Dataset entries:

---

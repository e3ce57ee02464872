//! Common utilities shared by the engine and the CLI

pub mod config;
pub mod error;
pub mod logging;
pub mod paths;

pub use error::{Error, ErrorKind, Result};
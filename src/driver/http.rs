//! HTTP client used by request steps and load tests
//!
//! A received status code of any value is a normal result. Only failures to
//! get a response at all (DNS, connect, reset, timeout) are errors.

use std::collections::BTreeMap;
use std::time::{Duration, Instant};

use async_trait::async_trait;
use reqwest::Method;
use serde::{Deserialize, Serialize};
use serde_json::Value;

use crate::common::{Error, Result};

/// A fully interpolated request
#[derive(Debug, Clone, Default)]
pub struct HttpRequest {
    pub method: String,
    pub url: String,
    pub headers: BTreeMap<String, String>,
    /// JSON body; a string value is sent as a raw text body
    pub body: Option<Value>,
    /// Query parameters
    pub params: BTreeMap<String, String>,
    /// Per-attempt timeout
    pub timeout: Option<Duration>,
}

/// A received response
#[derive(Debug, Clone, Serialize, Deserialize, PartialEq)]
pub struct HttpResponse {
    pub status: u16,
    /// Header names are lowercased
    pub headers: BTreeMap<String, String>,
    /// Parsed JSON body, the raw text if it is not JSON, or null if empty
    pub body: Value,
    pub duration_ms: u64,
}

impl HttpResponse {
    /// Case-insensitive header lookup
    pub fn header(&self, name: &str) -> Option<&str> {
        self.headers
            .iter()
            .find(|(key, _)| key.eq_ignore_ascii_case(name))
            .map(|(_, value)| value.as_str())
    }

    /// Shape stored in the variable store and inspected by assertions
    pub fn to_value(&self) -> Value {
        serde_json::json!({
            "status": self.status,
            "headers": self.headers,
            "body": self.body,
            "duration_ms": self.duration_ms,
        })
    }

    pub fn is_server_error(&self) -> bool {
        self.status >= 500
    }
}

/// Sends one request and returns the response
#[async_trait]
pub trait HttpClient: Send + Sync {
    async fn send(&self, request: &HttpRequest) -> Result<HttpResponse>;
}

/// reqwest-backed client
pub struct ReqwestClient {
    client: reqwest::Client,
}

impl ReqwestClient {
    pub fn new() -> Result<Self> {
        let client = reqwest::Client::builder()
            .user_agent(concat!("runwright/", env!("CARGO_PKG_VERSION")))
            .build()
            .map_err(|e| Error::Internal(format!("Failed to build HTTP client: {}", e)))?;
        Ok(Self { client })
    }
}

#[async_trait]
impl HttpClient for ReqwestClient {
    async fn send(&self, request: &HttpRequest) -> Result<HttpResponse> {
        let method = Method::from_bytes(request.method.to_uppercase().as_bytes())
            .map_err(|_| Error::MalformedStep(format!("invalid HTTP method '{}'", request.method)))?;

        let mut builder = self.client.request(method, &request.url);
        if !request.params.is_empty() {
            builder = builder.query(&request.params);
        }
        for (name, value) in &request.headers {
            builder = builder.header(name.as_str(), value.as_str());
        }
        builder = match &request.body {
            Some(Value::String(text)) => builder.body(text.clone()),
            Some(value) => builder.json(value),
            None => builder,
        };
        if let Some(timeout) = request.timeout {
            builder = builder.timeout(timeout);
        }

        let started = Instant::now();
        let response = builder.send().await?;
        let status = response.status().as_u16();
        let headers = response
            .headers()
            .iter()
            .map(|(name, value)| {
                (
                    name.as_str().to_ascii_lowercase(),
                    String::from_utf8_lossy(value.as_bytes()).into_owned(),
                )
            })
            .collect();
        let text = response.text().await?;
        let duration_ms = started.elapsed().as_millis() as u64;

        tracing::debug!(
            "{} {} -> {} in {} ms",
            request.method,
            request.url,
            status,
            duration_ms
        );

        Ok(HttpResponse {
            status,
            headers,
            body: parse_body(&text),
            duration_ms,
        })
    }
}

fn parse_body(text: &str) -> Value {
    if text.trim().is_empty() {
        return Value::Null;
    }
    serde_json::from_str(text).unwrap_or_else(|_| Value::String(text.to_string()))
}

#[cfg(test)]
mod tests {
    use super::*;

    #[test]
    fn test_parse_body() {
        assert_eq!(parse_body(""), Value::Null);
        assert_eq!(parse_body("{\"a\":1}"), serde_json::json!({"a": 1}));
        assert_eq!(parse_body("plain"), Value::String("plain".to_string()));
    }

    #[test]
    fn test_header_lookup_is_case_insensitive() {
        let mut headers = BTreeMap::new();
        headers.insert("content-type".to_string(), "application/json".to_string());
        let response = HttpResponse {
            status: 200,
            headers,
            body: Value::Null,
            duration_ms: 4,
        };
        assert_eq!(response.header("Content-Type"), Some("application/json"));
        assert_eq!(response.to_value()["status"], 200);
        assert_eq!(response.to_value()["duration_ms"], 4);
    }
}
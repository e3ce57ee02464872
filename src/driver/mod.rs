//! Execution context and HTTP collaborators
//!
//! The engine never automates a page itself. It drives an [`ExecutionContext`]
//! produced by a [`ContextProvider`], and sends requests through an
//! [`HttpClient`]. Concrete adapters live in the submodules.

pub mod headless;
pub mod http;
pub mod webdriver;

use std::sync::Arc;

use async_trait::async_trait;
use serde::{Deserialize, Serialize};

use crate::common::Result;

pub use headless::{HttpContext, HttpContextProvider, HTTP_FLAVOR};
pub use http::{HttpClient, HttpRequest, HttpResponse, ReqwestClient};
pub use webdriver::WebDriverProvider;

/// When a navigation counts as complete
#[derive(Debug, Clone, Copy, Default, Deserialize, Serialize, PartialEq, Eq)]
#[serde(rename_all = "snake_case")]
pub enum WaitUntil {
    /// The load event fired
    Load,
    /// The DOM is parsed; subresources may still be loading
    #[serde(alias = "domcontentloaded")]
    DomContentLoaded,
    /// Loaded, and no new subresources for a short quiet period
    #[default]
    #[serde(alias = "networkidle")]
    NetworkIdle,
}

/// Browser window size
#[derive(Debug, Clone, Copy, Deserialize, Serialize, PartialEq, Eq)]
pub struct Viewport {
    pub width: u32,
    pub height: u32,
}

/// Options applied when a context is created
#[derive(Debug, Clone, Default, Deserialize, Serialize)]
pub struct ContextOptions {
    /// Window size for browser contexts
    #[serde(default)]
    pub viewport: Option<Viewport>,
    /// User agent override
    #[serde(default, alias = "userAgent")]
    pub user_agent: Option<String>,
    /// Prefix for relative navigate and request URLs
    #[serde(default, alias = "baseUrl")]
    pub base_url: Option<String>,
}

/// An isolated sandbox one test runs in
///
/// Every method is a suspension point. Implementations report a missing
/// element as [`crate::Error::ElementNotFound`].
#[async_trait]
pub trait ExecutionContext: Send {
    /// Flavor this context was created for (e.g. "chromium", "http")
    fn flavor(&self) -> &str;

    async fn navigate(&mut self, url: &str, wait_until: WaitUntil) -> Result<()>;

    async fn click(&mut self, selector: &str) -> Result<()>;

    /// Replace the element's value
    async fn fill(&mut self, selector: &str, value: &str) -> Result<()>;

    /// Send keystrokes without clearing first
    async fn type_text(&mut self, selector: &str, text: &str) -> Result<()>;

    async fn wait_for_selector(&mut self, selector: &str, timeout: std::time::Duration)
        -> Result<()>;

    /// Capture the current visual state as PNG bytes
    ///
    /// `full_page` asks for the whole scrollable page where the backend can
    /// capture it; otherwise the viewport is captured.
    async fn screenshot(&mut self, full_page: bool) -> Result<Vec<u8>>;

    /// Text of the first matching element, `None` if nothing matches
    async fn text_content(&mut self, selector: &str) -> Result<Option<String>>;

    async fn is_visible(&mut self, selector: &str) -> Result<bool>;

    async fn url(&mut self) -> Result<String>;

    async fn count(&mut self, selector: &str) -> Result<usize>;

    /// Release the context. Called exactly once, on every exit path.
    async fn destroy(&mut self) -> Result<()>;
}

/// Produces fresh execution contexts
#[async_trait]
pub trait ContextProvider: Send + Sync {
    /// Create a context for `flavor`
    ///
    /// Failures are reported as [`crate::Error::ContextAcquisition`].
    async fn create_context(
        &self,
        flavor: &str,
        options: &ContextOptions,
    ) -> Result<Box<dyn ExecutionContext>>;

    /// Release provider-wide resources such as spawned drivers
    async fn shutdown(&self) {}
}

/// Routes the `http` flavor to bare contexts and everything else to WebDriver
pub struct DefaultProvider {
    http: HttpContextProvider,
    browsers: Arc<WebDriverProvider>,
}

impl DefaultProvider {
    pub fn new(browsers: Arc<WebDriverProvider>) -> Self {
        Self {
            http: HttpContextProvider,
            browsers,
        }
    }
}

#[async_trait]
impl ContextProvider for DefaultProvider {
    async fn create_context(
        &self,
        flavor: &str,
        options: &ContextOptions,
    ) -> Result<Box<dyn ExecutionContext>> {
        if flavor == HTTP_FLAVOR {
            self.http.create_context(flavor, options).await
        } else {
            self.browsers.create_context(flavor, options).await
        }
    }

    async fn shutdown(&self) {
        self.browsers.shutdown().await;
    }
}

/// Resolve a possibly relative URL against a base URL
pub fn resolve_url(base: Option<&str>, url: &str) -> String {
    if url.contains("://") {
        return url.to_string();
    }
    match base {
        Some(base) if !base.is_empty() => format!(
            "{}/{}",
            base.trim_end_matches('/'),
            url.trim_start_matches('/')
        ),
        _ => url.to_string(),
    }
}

---

(ACTION ITEM): Looking at the data above, count each line that holds the word "None" and report the count alone.

(TASK OUTPUT): 2